Keberadaan warung-warung kaki lima di kota Makassar sampai saat ini masih terus bertambah dan ironisnya tetap muncul dengan bentuk dan warna yang sama dengan pendahulunya… kotor, serampangan dan tidak profesional.
Lebih ironis lagi, lokalisasi warung kaki lima ini ditempatkan di Pantai losari yang merupakan sarana utama pariwisata. Nampak tenda yang dibangun berdesak-desakan, sesak, kotor, kumuh tanpa ada kesan artistiknya. Untuk sanitasi dan kebersihannya… ? hal itu bukan sebuah persoalan besar karena tidak ada standar atau aturan yang harus diterapkan oleh para pelaku bisnis warung kaki lima ini. Yang penting retribusinya lancar.

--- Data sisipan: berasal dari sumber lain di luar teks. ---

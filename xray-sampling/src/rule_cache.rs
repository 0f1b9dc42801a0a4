// Copyright 2025-Present Datadog, Inc. https://www.datadoghq.com/
// SPDX-License-Identifier: Apache-2.0

use std::collections::{HashMap, HashSet};
use std::fmt;
use std::sync::{Arc, PoisonError, RwLock, RwLockReadGuard, RwLockWriteGuard};

use crate::constants::rule::RULE_CACHE_TTL_SECS;
use crate::sampling_rule::SamplingRule;
use crate::sampling_rule_config::{SamplingStatisticsDocument, SamplingTargetDocument};
use crate::statistics::StatisticsSnapshot;
use crate::types::{RequestAttributes, SamplerResource};
use crate::utils::epoch_secs;

/// Ordered set of sampling rules shared by the decision path and the pollers.
///
/// The list is rebuilt and swapped on every refresh, so a reader always scans a complete
/// rule set. It is kept sorted by priority, then by name.
pub struct RuleCache {
    inner: RwLock<RuleCacheState>,
}

struct RuleCacheState {
    rules: Arc<[Arc<SamplingRule>]>,
    /// Epoch seconds of the last refresh
    last_updated: Option<u64>,
}

impl fmt::Debug for RuleCache {
    fn fmt(&self, f: &mut fmt::Formatter<'_>) -> fmt::Result {
        let state = self.read();
        f.debug_struct("RuleCache")
            .field("rules", &state.rules)
            .field("last_updated", &state.last_updated)
            .finish()
    }
}

impl Default for RuleCache {
    fn default() -> Self {
        Self::new()
    }
}

impl RuleCache {
    pub fn new() -> Self {
        RuleCache {
            inner: RwLock::new(RuleCacheState {
                rules: Arc::new([]),
                last_updated: None,
            }),
        }
    }

    fn read(&self) -> RwLockReadGuard<'_, RuleCacheState> {
        self.inner.read().unwrap_or_else(PoisonError::into_inner)
    }

    fn write(&self) -> RwLockWriteGuard<'_, RuleCacheState> {
        self.inner.write().unwrap_or_else(PoisonError::into_inner)
    }

    /// Snapshot of the current rules, in evaluation order
    pub fn rules(&self) -> Arc<[Arc<SamplingRule>]> {
        self.read().rules.clone()
    }

    pub fn len(&self) -> usize {
        self.read().rules.len()
    }

    pub fn is_empty(&self) -> bool {
        self.read().rules.is_empty()
    }

    pub fn last_updated(&self) -> Option<u64> {
        self.read().last_updated
    }

    pub fn is_expired(&self) -> bool {
        self.is_expired_at(epoch_secs())
    }

    /// True if the cache was never refreshed or its last refresh is older than the TTL
    pub fn is_expired_at(&self, now: u64) -> bool {
        match self.read().last_updated {
            None => true,
            Some(last_updated) => now > last_updated.saturating_add(RULE_CACHE_TTL_SECS),
        }
    }

    /// First rule, in evaluation order, covering the request
    pub fn get_matched_rule<A: RequestAttributes + ?Sized>(
        &self,
        attributes: &A,
        resource: &SamplerResource,
    ) -> Option<Arc<SamplingRule>> {
        let rules = self.rules();
        rules
            .iter()
            .find(|rule| rule.matches(attributes, resource))
            .cloned()
    }

    pub fn update_rules(&self, new_rules: Vec<SamplingRule>) {
        self.update_rules_at(new_rules, epoch_secs())
    }

    /// Replaces the rule set.
    ///
    /// A rule whose definition did not change keeps its current instance, and with it the
    /// state of its reservoir and statistics. Rules missing from `new_rules` are dropped. The
    /// `Default` rule is synthesized if absent. Duplicate names keep their first occurrence.
    pub fn update_rules_at(&self, new_rules: Vec<SamplingRule>, now: u64) {
        let mut new_rules = new_rules;
        if !new_rules.iter().any(SamplingRule::is_default) {
            new_rules.push(SamplingRule::default_rule());
        }

        let mut state = self.write();
        let mut rules: Vec<Arc<SamplingRule>> = {
            let current: HashMap<&str, &Arc<SamplingRule>> = state
                .rules
                .iter()
                .map(|rule| (rule.name(), rule))
                .collect();
            let mut seen = HashSet::new();
            new_rules
                .into_iter()
                .filter(|rule| seen.insert(rule.name().to_string()))
                .map(|rule| match current.get(rule.name()) {
                    Some(existing) if existing.is_definition_equal(&rule) => Arc::clone(existing),
                    _ => Arc::new(rule),
                })
                .collect()
        };
        rules.sort_by(|a, b| {
            a.priority()
                .cmp(&b.priority())
                .then_with(|| a.name().cmp(b.name()))
        });

        state.rules = rules.into();
        state.last_updated = Some(now);
    }

    /// Applies collector targets to the rules they name.
    ///
    /// Unknown rule names are ignored and rules without a target keep their current quota.
    /// Returns the number of targets applied.
    pub fn update_targets(&self, targets: &[SamplingTargetDocument]) -> usize {
        let rules = self.rules();
        targets
            .iter()
            .filter_map(|target| {
                let rule = rules.iter().find(|rule| rule.name() == target.rule_name)?;
                rule.apply_target(target);
                Some(())
            })
            .count()
    }

    /// Takes the statistics of every rule for a report, resetting them
    pub fn create_statistics_documents(
        &self,
        client_id: &str,
        timestamp: f64,
    ) -> Vec<SamplingStatisticsDocument> {
        self.rules()
            .iter()
            .map(|rule| {
                let snapshot = rule.statistics().take();
                SamplingStatisticsDocument {
                    client_id: client_id.to_string(),
                    rule_name: rule.name().to_string(),
                    request_count: snapshot.matched,
                    borrow_count: snapshot.borrowed,
                    sampled_count: snapshot.sampled,
                    timestamp,
                }
            })
            .collect()
    }

    /// Adds back the counts of a report that did not reach the collector
    pub fn restore_statistics(&self, documents: &[SamplingStatisticsDocument]) {
        let rules = self.rules();
        for document in documents {
            if let Some(rule) = rules.iter().find(|rule| rule.name() == document.rule_name) {
                rule.statistics().restore(StatisticsSnapshot {
                    matched: document.request_count,
                    sampled: document.sampled_count,
                    borrowed: document.borrow_count,
                });
            }
        }
    }
}
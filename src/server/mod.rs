pub mod handlers;
pub mod state;

use std::path::Path;
use std::sync::Arc;

use axum::routing::get;
use axum::Router;
use tower_http::cors::CorsLayer;
use tower_http::services::{ServeDir, ServeFile};

use crate::error::{Context, Result};

pub use state::AppState;

/// API routes, registered ahead of the static fallback.
pub fn api_router() -> Router<Arc<AppState>> {
    Router::new()
        .route("/api/health", get(handlers::api_health))
        .route("/api/metrics", get(handlers::api_metrics))
}

/// Full application: API routes first, then a catch-all that serves the built
/// single-page app and answers unknown paths with its `index.html`.
pub fn app(state: Arc<AppState>, static_dir: &Path) -> Router {
    let spa = ServeDir::new(static_dir).fallback(ServeFile::new(static_dir.join("index.html")));

    Router::new()
        .merge(api_router())
        .fallback_service(spa)
        .layer(CorsLayer::permissive())
        .with_state(state)
}

pub async fn serve(addr: &str, app: Router) -> Result<()> {
    let listener = tokio::net::TcpListener::bind(addr)
        .await
        .with_context(|| format!("Failed to bind {}", addr))?;
    log::info!("Server running on http://{}", listener.local_addr()?);

    axum::serve(listener, app)
        .with_graceful_shutdown(shutdown_signal())
        .await?;
    Ok(())
}

async fn shutdown_signal() {
    if let Err(err) = tokio::signal::ctrl_c().await {
        log::error!("Failed to install Ctrl+C handler: {}", err);
        std::future::pending::<()>().await;
    }
    log::info!("Shutdown signal received, stopping");
}

#[cfg(test)]
mod tests {
    use super::*;
    use crate::fetch::request::tests::FakeApi;
    use serde_json::{json, Value};
    use std::path::PathBuf;

    fn static_fixture(name: &str) -> PathBuf {
        let dir = std::env::temp_dir().join(format!(
            "stock-momentum-{}-{}",
            name,
            std::process::id()
        ));
        std::fs::create_dir_all(dir.join("assets")).unwrap();
        std::fs::write(dir.join("index.html"), "<div id=\"root\"></div>").unwrap();
        std::fs::write(dir.join("assets/app.js"), "console.log('ok');").unwrap();
        dir
    }

    async fn spawn_app(static_dir: &Path) -> String {
        let api = Arc::new(FakeApi::new(json!({}), json!({})));
        let router = app(AppState::new(api), static_dir);
        let listener = tokio::net::TcpListener::bind("127.0.0.1:0").await.unwrap();
        let addr = listener.local_addr().unwrap();
        tokio::spawn(async move {
            axum::serve(listener, router).await.unwrap();
        });
        format!("http://{addr}")
    }

    #[tokio::test]
    async fn api_routes_take_precedence_over_spa_fallback() {
        let dir = static_fixture("routes");
        let base = spawn_app(&dir).await;
        let client = reqwest::Client::new();

        let response = client
            .get(format!("{base}/api/metrics"))
            .send()
            .await
            .unwrap();
        assert_eq!(response.status().as_u16(), 400);
        let body: Value = response.json().await.unwrap();
        assert_eq!(body["error"], "symbol is required");

        let health: Value = client
            .get(format!("{base}/api/health"))
            .send()
            .await
            .unwrap()
            .json()
            .await
            .unwrap();
        assert_eq!(health["status"], "ok");
    }

    #[tokio::test]
    async fn malformed_metrics_query_gets_json_error() {
        let dir = static_fixture("query");
        let base = spawn_app(&dir).await;

        let response = reqwest::Client::new()
            .get(format!("{base}/api/metrics?symbol=a&symbol=b"))
            .send()
            .await
            .unwrap();

        assert_eq!(response.status().as_u16(), 400);
        let content_type = response
            .headers()
            .get("content-type")
            .and_then(|v| v.to_str().ok())
            .unwrap_or_default()
            .to_string();
        assert!(
            content_type.starts_with("application/json"),
            "unexpected content type: {content_type}"
        );
        let body: Value = response.json().await.unwrap();
        let message = body["error"].as_str().unwrap();
        assert!(message.contains("symbol"), "unexpected message: {message}");
    }

    #[tokio::test]
    async fn unknown_paths_serve_the_entry_document() {
        let dir = static_fixture("spa");
        let base = spawn_app(&dir).await;
        let client = reqwest::Client::new();

        let asset = client
            .get(format!("{base}/assets/app.js"))
            .send()
            .await
            .unwrap();
        assert_eq!(asset.status().as_u16(), 200);
        assert_eq!(asset.text().await.unwrap(), "console.log('ok');");

        let deep_link = client
            .get(format!("{base}/symbols/AAPL"))
            .send()
            .await
            .unwrap();
        assert_eq!(deep_link.status().as_u16(), 200);
        assert!(deep_link.text().await.unwrap().contains("id=\"root\""));
    }
}
use crate::error::Result;

pub mod auth;
pub mod decode;
pub mod history;
pub mod request;
pub mod snapshots;

pub use auth::{OAuthRefresher, Token, TokenCache, TokenRefresher};
pub use decode::QuoteSnapshot;
pub use history::{fetch_daily_history, Candle, HistoryFetch};
pub use request::{build_http_client, MarketDataApi, UpstreamClient};
pub use snapshots::{fetch_quote, QuoteFetch};

pub type FetchResult<T> = Result<T>;
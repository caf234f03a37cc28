use std::fmt::Debug;
use std::time::{Duration, Instant};

use async_trait::async_trait;
use reqwest::Client;
use serde::Deserialize;
use tokio::sync::Mutex;

use crate::config::Credentials;
use crate::error::{AppError, Context, Result};

const TOKEN_PATH: &str = "/v1/oauth/token";
/// Tokens are treated as stale this long before their reported expiry.
pub const TOKEN_MARGIN: Duration = Duration::from_secs(15);
const DEFAULT_EXPIRES_IN_SECS: u64 = 1700;

/// A short-lived bearer token and the instant it stops being valid.
#[derive(Clone)]
pub struct Token {
    pub value: String,
    pub expires_at: Instant,
}

impl Token {
    pub fn new<T: Into<String>>(value: T, lifetime: Duration) -> Self {
        Self {
            value: value.into(),
            expires_at: Instant::now() + lifetime,
        }
    }

    fn is_fresh(&self, now: Instant) -> bool {
        match self.expires_at.checked_sub(TOKEN_MARGIN) {
            Some(stale_at) => now < stale_at,
            None => false,
        }
    }
}

impl Debug for Token {
    fn fmt(&self, f: &mut std::fmt::Formatter<'_>) -> std::fmt::Result {
        f.debug_struct("Token")
            .field("expires_at", &self.expires_at)
            .finish()
    }
}

/// Exchanges a long-lived credential for a new access token.
#[async_trait]
pub trait TokenRefresher: Send + Sync {
    async fn refresh(&self) -> Result<Token>;
}

#[derive(Debug, Deserialize)]
struct TokenResponse {
    access_token: String,
    expires_in: Option<u64>,
}

/// Refresh-token grant against the Schwab OAuth endpoint.
pub struct OAuthRefresher {
    client: Client,
    token_url: String,
    credentials: Credentials,
}

impl OAuthRefresher {
    pub fn new(client: Client, api_base: &str, credentials: Credentials) -> Self {
        Self {
            client,
            token_url: format!("{}{}", api_base.trim_end_matches('/'), TOKEN_PATH),
            credentials,
        }
    }
}

#[async_trait]
impl TokenRefresher for OAuthRefresher {
    async fn refresh(&self) -> Result<Token> {
        let creds = &self.credentials;
        let response = self
            .client
            .post(&self.token_url)
            .basic_auth(&creds.client_id, Some(&creds.client_secret))
            .form(&[
                ("grant_type", "refresh_token"),
                ("refresh_token", creds.refresh_token.as_str()),
                ("client_id", creds.client_id.as_str()),
                ("redirect_uri", creds.redirect_uri.as_str()),
            ])
            .send()
            .await
            .context("Failed to request Schwab token refresh")?;

        let status = response.status();
        if !status.is_success() {
            let body = response.text().await.unwrap_or_default();
            return Err(AppError::UpstreamAuth {
                status: status.as_u16(),
                body,
            });
        }

        let parsed: TokenResponse = response
            .json()
            .await
            .context("Failed to parse Schwab token response")?;

        let lifetime = Duration::from_secs(parsed.expires_in.unwrap_or(DEFAULT_EXPIRES_IN_SECS));
        Ok(Token::new(parsed.access_token, lifetime))
    }
}

/// Holds the single cached access token for the process.
///
/// The lock is held for the duration of a refresh, so callers that arrive
/// while one is in flight wait for it and reuse its result instead of issuing
/// their own upstream call.
pub struct TokenCache {
    refresher: Box<dyn TokenRefresher>,
    state: Mutex<Option<Token>>,
}

impl TokenCache {
    pub fn new(refresher: Box<dyn TokenRefresher>) -> Self {
        Self {
            refresher,
            state: Mutex::new(None),
        }
    }

    pub fn with_token(refresher: Box<dyn TokenRefresher>, token: Token) -> Self {
        Self {
            refresher,
            state: Mutex::new(Some(token)),
        }
    }

    pub async fn token(&self) -> Result<String> {
        let mut guard = self.state.lock().await;

        if let Some(token) = guard.as_ref() {
            if token.is_fresh(Instant::now()) {
                log::debug!("Reusing cached access token");
                return Ok(token.value.clone());
            }
        }

        log::info!("Refreshing Schwab access token");
        let token = match self.refresher.refresh().await {
            Ok(token) => token,
            Err(err) => {
                log::warn!("Failed to refresh Schwab access token: {}", err);
                *guard = None;
                return Err(err);
            }
        };

        let value = token.value.clone();
        *guard = Some(token);
        Ok(value)
    }
}
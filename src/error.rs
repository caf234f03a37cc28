use axum::http::StatusCode;
use axum::response::{IntoResponse, Response};
use serde_json::{json, Value};
use thiserror::Error;

pub use anyhow::Context;

pub type Result<T> = std::result::Result<T, AppError>;

#[derive(Debug, Error)]
pub enum AppError {
    #[error("{0}")]
    Validation(String),
    #[error("Token refresh failed: {status} {body}")]
    UpstreamAuth { status: u16, body: String },
    #[error("{path} failed: {status} {body}")]
    UpstreamRequest {
        status: u16,
        path: String,
        body: String,
    },
    #[error("Incomplete market data")]
    IncompleteData { raw: Value },
    #[error("{field} average over {window} days is zero")]
    DegenerateAverage { window: usize, field: &'static str },
    #[error("no candles to average")]
    EmptyHistory,
    #[error("configuration error: {0}")]
    Config(String),
    #[error(transparent)]
    Io(#[from] std::io::Error),
    #[error(transparent)]
    Other(#[from] anyhow::Error),
}

impl AppError {
    pub fn status_code(&self) -> StatusCode {
        match self {
            AppError::Validation(_) => StatusCode::BAD_REQUEST,
            AppError::IncompleteData { .. } => StatusCode::BAD_GATEWAY,
            _ => StatusCode::INTERNAL_SERVER_ERROR,
        }
    }
}

impl IntoResponse for AppError {
    fn into_response(self) -> Response {
        let status = self.status_code();
        let body = match self {
            AppError::IncompleteData { raw } => json!({
                "error": "Incomplete market data",
                "raw": raw,
            }),
            other => json!({ "error": other.to_string() }),
        };
        (status, axum::Json(body)).into_response()
    }
}
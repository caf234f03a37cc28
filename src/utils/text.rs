/// Normalize a user-supplied ticker symbol: surrounding whitespace is dropped
/// and letters are uppercased. Blank input yields `None`.
pub fn normalize_symbol(raw: &str) -> Option<String> {
    let symbol = raw.trim();

    if symbol.is_empty() {
        None
    } else {
        Some(symbol.to_uppercase())
    }
}
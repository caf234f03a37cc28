pub mod config;
pub mod error;
pub mod fetch;
pub mod metrics;
pub mod server;
pub mod utils;

pub use error::{AppError, Result};
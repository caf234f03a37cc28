use std::process::ExitCode;
use std::sync::Arc;

use stock_momentum::config::Config;
use stock_momentum::fetch::{build_http_client, OAuthRefresher, TokenCache, UpstreamClient};
use stock_momentum::server::{self, AppState};
use stock_momentum::Result;

#[tokio::main]
async fn main() -> ExitCode {
    env_logger::Builder::from_env(env_logger::Env::default().default_filter_or("info")).init();

    match run().await {
        Ok(()) => ExitCode::SUCCESS,
        Err(err) => {
            log::error!("{}", err);
            ExitCode::FAILURE
        }
    }
}

async fn run() -> Result<()> {
    match Config::load_dotenv() {
        Some(path) => log::info!("Loaded environment from {}", path.display()),
        None => log::debug!("No .env file found; using process environment"),
    }
    let config = Config::from_env()?;
    log::info!(
        "Using Schwab API at {} with client {}",
        config.api_base,
        config.credentials.client_id
    );

    let http = build_http_client(config.upstream_timeout)?;
    let refresher = OAuthRefresher::new(http.clone(), &config.api_base, config.credentials.clone());
    let tokens = Arc::new(TokenCache::new(Box::new(refresher)));
    let api = Arc::new(UpstreamClient::new(http, &config.api_base, tokens));

    if !config.static_dir.join("index.html").exists() {
        log::warn!(
            "No built frontend found in {}; only the API will respond",
            config.static_dir.display()
        );
    }

    let app = server::app(AppState::new(api), &config.static_dir);
    server::serve(&config.listen_addr(), app).await
}
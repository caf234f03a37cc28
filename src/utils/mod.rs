pub mod text;
pub mod time;

pub use text::normalize_symbol;
pub use time::current_utc_timestamp;
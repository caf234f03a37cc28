use std::sync::Arc;

use crate::fetch::MarketDataApi;

/// Shared application state, handed to route handlers via `axum::extract::State`.
pub struct AppState {
    pub api: Arc<dyn MarketDataApi>,
}

impl AppState {
    pub fn new(api: Arc<dyn MarketDataApi>) -> Arc<Self> {
        Arc::new(Self { api })
    }
}
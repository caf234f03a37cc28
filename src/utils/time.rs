use chrono::{SecondsFormat, Utc};

/// Current instant as an RFC 3339 UTC timestamp with millisecond precision.
pub fn current_utc_timestamp() -> String {
    Utc::now().to_rfc3339_opts(SecondsFormat::Millis, true)
}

Saya hanya bisa berangan-angan, kapan warung-warung kaki lima ditata seperti yang ada di Bandung. Penataannya asri, bersih dan bercita rasa tinggi tanpa harus mengeluarkan biaya mahal untuk itu… warung kaki lima mereka lebih memperioritaskan makanan-makanan tradisionalnya dengan penyajian yang khas. Di Makassar..? ckk.. orang-orang hanya menikmati sajian makanan yang dipaksa modern dengan bahan-bahan makanan instan  yang justru berbahaya bagi kesehatan.
Kesimpulannya cuma satu, realisasinya bisa terwujud kalau Penentu kebijakan mengerti tentang “rasa”.. mengerti tentang etika lingkungan… dan peka dengan kondisi sosial.